MATERIAL SUPPLIED:
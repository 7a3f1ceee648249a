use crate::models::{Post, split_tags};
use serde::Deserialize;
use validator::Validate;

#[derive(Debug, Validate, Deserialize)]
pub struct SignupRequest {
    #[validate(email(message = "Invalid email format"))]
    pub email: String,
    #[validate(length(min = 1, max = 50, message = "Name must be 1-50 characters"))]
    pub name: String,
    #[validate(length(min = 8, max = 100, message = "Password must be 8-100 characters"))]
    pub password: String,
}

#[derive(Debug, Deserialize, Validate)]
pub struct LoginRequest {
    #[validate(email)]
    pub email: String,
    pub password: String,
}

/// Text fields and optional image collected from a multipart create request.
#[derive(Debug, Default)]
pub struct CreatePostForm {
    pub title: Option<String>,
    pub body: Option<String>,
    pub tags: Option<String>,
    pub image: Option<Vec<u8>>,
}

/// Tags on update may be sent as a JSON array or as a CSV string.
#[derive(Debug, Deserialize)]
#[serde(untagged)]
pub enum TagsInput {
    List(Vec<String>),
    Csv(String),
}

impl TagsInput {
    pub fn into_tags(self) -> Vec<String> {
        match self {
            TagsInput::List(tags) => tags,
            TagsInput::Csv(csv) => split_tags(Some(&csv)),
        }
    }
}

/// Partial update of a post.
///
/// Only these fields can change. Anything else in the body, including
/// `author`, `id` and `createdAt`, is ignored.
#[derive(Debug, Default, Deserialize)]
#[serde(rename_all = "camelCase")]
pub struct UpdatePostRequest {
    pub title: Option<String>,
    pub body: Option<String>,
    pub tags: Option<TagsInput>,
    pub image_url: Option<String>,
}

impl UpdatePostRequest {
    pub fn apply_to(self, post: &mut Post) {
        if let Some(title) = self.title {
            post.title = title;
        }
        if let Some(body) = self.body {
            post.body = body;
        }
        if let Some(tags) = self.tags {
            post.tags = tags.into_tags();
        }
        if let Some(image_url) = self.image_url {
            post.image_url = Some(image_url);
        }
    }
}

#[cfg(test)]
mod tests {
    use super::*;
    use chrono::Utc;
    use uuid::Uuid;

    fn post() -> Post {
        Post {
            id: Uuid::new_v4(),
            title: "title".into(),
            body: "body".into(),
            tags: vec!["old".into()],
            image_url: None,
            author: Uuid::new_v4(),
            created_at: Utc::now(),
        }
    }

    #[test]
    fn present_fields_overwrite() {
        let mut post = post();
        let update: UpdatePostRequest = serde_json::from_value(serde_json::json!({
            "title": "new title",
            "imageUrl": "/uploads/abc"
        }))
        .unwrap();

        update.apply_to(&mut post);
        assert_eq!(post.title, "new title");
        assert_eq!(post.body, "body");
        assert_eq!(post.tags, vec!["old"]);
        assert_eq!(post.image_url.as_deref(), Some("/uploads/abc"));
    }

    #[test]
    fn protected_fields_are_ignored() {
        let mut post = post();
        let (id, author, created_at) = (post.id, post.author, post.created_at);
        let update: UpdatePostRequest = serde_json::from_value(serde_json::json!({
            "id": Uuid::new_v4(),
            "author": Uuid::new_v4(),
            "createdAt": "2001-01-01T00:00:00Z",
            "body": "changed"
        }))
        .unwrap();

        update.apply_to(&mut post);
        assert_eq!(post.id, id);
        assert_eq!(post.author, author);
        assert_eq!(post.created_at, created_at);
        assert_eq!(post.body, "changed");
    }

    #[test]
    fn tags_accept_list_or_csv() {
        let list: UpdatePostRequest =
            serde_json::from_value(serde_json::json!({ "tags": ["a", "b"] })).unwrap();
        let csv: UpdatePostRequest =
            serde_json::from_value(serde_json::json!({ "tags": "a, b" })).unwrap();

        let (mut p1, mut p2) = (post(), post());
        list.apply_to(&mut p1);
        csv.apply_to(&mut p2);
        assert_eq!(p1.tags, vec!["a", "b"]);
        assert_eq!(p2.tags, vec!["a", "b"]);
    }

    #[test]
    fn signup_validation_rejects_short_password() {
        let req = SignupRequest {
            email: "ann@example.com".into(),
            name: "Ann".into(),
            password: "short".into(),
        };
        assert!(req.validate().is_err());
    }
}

TASK:
Write the complete data out, exactly as above.

FINAL ANSWER:
repository 7a3f1ceee648249a
use crate::models::{Post, split_tags};
use serde::Deserialize;
use validator::Validate;

#[derive(Debug, Validate, Deserialize)]
pub struct SignupRequest {
    #[validate(email(message = "Invalid email format"))]
    pub email: String,
    #[validate(length(min = 1, max = 50, message = "Name must be 1-50 characters"))]
    pub name: String,
    #[validate(length(min = 8, max = 100, message = "Password must be 8-100 characters"))]
    pub password: String,
}

#[derive(Debug, Deserialize, Validate)]
pub struct LoginRequest {
    #[validate(email)]
    pub email: String,
    pub password: String,
}

/// Text fields and optional image collected from a multipart create request.
#[derive(Debug, Default)]
pub struct CreatePostForm {
    pub title: Option<String>,
    pub body: Option<String>,
    pub tags: Option<String>,
    pub image: Option<Vec<u8>>,
}

/// Tags on update may be sent as a JSON array or as a CSV string.
#[derive(Debug, Deserialize)]
#[serde(untagged)]
pub enum TagsInput {
    List(Vec<String>),
    Csv(String),
}

impl TagsInput {
    pub fn into_tags(self) -> Vec<String> {
        match self {
            TagsInput::List(tags) => tags,
            TagsInput::Csv(csv) => split_tags(Some(&csv)),
        }
    }
}

/// Partial update of a post.
///
/// Only these fields can change. Anything else in the body, including
/// `author`, `id` and `createdAt`, is ignored.
#[derive(Debug, Default, Deserialize)]
#[serde(rename_all = "camelCase")]
pub struct UpdatePostRequest {
    pub title: Option<String>,
    pub body: Option<String>,
    pub tags: Option<TagsInput>,
    pub image_url: Option<String>,
}

impl UpdatePostRequest {
    pub fn apply_to(self, post: &mut Post) {
        if let Some(title) = self.title {
            post.title = title;
        }
        if let Some(body) = self.body {
            post.body = body;
        }
        if let Some(tags) = self.tags {
            post.tags = tags.into_tags();
        }
        if let Some(image_url) = self.image_url {
            post.image_url = Some(image_url);
        }
    }
}

#[cfg(test)]
mod tests {
    use super::*;
    use chrono::Utc;
    use uuid::Uuid;

    fn post() -> Post {
        Post {
            id: Uuid::new_v4(),
            title: "title".into(),
            body: "body".into(),
            tags: vec!["old".into()],
            image_url: None,
            author: Uuid::new_v4(),
            created_at: Utc::now(),
        }
    }

    #[test]
    fn present_fields_overwrite() {
        let mut post = post();
        let update: UpdatePostRequest = serde_json::from_value(serde_json::json!({
            "title": "new title",
            "imageUrl": "/uploads/abc"
        }))
        .unwrap();

        update.apply_to(&mut post);
        assert_eq!(post.title, "new title");
        assert_eq!(post.body, "body");
        assert_eq!(post.tags, vec!["old"]);
        assert_eq!(post.image_url.as_deref(), Some("/uploads/abc"));
    }

    #[test]
    fn protected_fields_are_ignored() {
        let mut post = post();
        let (id, author, created_at) = (post.id, post.author, post.created_at);
        let update: UpdatePostRequest = serde_json::from_value(serde_json::json!({
            "id": Uuid::new_v4(),
            "author": Uuid::new_v4(),
            "createdAt": "2001-01-01T00:00:00Z",
            "body": "changed"
        }))
        .unwrap();

        update.apply_to(&mut post);
        assert_eq!(post.id, id);
        assert_eq!(post.author, author);
        assert_eq!(post.created_at, created_at);
        assert_eq!(post.body, "changed");
    }

    #[test]
    fn tags_accept_list_or_csv() {
        let list: UpdatePostRequest =
            serde_json::from_value(serde_json::json!({ "tags": ["a", "b"] })).unwrap();
        let csv: UpdatePostRequest =
            serde_json::from_value(serde_json::json!({ "tags": "a, b" })).unwrap();

        let (mut p1, mut p2) = (post(), post());
        list.apply_to(&mut p1);
        csv.apply_to(&mut p2);
        assert_eq!(p1.tags, vec!["a", "b"]);
        assert_eq!(p2.tags, vec!["a", "b"]);
    }

    #[test]
    fn signup_validation_rejects_short_password() {
        let req = SignupRequest {
            email: "ann@example.com".into(),
            name: "Ann".into(),
            password: "short".into(),
        };
        assert!(req.validate().is_err());
    }
}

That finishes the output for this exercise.